*** Begin section ***

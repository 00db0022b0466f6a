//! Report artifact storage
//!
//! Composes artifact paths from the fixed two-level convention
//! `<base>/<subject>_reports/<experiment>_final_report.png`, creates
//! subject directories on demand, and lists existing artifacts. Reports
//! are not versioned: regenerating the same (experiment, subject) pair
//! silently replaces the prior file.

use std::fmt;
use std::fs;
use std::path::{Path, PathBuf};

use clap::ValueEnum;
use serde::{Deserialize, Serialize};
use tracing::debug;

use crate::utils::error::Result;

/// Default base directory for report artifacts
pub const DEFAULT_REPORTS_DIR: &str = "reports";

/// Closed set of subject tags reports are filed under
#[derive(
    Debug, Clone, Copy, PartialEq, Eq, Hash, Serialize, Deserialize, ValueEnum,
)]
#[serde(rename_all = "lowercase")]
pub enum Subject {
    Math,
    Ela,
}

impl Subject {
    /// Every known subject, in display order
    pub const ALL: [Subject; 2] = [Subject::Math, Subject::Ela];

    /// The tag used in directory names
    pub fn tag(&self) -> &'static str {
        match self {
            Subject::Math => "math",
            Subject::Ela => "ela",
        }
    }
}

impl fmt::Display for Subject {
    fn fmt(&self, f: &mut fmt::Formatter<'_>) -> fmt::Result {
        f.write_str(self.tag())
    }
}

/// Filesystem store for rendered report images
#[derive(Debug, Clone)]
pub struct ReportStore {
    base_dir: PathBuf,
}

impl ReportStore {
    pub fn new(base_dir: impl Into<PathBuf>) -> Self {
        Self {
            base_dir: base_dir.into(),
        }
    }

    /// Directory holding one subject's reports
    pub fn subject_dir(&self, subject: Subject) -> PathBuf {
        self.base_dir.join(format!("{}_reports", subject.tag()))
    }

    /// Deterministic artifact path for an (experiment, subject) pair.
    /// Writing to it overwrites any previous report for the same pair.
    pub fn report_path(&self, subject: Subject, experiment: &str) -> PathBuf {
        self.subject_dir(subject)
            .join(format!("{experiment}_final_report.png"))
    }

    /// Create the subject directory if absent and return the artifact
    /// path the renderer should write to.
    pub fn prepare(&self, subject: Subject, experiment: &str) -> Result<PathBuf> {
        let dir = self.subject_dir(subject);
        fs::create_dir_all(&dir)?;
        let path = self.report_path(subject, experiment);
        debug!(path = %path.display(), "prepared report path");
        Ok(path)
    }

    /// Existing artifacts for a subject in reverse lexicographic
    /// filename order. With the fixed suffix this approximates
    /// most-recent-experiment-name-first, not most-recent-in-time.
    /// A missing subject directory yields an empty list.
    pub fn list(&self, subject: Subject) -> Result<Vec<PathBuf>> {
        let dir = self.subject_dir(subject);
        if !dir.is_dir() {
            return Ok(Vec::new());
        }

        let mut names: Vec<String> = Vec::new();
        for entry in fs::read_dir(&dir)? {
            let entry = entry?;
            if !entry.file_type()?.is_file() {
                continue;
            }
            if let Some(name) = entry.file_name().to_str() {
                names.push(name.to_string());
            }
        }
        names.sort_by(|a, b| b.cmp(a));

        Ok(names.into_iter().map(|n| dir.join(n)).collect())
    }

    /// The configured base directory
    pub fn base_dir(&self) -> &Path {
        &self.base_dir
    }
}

*** End section ***
*** Begin section ***

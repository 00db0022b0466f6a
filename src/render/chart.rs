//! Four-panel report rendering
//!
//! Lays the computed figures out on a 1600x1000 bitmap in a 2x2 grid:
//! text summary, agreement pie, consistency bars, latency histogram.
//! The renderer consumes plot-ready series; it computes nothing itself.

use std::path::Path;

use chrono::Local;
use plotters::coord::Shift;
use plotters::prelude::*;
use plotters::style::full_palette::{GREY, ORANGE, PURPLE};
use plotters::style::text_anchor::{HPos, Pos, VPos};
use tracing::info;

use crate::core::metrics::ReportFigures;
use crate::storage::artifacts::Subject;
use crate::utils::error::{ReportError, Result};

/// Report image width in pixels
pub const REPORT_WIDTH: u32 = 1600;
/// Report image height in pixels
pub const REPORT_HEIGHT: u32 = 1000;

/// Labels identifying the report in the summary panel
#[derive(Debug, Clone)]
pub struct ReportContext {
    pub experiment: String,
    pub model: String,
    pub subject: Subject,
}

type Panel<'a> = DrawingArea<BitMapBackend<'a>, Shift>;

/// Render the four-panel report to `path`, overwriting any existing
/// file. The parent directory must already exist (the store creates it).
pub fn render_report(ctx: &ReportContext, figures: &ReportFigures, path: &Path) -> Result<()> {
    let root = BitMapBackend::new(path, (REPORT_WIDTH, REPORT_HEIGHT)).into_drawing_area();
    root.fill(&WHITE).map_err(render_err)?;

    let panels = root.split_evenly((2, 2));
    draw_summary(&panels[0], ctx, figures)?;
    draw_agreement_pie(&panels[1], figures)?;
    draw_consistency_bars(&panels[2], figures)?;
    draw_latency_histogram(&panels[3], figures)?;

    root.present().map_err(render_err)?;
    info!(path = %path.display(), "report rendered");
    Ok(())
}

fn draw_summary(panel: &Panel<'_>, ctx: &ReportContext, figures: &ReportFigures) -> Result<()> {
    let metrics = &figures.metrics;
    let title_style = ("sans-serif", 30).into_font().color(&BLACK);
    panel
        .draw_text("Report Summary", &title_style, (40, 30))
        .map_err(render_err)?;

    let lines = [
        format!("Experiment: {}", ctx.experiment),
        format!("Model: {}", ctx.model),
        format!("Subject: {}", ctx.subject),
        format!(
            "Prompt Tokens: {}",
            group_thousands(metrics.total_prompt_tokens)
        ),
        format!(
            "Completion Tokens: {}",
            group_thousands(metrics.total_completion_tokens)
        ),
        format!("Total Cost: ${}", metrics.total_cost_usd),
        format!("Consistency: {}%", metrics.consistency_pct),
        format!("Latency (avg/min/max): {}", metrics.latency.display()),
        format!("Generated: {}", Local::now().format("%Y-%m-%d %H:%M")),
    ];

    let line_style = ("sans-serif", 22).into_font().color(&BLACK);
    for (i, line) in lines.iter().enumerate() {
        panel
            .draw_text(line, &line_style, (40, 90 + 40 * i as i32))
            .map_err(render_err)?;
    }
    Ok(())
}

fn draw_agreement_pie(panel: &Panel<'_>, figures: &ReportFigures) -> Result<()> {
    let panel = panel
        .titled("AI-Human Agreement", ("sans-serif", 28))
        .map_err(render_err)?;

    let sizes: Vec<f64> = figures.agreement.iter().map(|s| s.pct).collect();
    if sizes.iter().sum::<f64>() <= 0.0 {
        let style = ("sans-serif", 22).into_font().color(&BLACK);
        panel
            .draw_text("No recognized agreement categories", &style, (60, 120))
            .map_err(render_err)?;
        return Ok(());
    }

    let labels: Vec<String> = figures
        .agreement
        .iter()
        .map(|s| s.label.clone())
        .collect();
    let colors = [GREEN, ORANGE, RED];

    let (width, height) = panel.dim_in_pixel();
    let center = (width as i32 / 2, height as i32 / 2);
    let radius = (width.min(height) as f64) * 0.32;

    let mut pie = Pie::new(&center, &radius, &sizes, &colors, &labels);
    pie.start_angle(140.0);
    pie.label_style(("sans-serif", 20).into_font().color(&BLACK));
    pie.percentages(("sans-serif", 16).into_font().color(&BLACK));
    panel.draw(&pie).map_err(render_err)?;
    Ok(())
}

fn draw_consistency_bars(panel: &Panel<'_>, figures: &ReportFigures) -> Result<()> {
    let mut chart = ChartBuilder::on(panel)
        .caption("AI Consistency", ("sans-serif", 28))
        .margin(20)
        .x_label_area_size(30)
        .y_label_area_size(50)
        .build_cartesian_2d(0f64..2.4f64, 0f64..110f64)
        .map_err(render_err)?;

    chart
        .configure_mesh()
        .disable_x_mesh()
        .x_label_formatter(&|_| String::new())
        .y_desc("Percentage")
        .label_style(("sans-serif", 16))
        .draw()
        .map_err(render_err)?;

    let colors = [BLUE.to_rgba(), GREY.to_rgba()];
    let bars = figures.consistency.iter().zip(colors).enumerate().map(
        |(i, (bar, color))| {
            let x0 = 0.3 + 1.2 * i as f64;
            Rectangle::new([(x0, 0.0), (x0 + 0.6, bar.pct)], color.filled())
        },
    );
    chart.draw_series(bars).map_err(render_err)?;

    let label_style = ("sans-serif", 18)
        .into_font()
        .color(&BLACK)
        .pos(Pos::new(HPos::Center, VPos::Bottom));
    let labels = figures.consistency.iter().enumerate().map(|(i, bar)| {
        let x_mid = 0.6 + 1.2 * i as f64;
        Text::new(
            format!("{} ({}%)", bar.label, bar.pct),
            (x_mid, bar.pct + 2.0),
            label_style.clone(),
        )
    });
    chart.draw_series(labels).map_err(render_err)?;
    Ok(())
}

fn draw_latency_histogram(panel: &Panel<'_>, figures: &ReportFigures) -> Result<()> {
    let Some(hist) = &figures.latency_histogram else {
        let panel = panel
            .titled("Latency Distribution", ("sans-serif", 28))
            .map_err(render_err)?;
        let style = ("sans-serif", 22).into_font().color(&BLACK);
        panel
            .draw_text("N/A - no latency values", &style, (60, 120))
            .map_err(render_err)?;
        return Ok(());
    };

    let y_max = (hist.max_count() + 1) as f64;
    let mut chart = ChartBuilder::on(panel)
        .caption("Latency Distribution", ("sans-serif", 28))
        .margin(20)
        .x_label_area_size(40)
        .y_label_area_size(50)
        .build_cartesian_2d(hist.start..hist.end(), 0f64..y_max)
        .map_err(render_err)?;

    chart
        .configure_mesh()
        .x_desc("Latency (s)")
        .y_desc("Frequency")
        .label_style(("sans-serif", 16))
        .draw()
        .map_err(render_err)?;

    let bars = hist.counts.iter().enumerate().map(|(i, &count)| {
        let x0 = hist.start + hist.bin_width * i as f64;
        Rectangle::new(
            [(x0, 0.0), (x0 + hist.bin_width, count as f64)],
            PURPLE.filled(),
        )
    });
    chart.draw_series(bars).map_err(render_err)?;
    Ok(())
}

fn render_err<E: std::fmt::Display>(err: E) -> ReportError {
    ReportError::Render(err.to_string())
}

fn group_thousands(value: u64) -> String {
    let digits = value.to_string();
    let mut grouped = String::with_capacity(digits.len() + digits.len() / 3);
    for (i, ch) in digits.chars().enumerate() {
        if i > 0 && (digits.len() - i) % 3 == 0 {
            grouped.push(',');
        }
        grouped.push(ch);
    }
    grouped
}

*** End section ***

WHAT IS BEING ASKED
Whenever the word "ReportFigures" occurs in a line above, copy that line.

TASK SOLUTION
use crate::core::metrics::ReportFigures;
pub fn render_report(ctx: &ReportContext, figures: &ReportFigures, path: &Path) -> Result<()> {
fn draw_summary(panel: &Panel<'_>, ctx: &ReportContext, figures: &ReportFigures) -> Result<()> {
fn draw_agreement_pie(panel: &Panel<'_>, figures: &ReportFigures) -> Result<()> {
fn draw_consistency_bars(panel: &Panel<'_>, figures: &ReportFigures) -> Result<()> {
fn draw_latency_histogram(panel: &Panel<'_>, figures: &ReportFigures) -> Result<()> {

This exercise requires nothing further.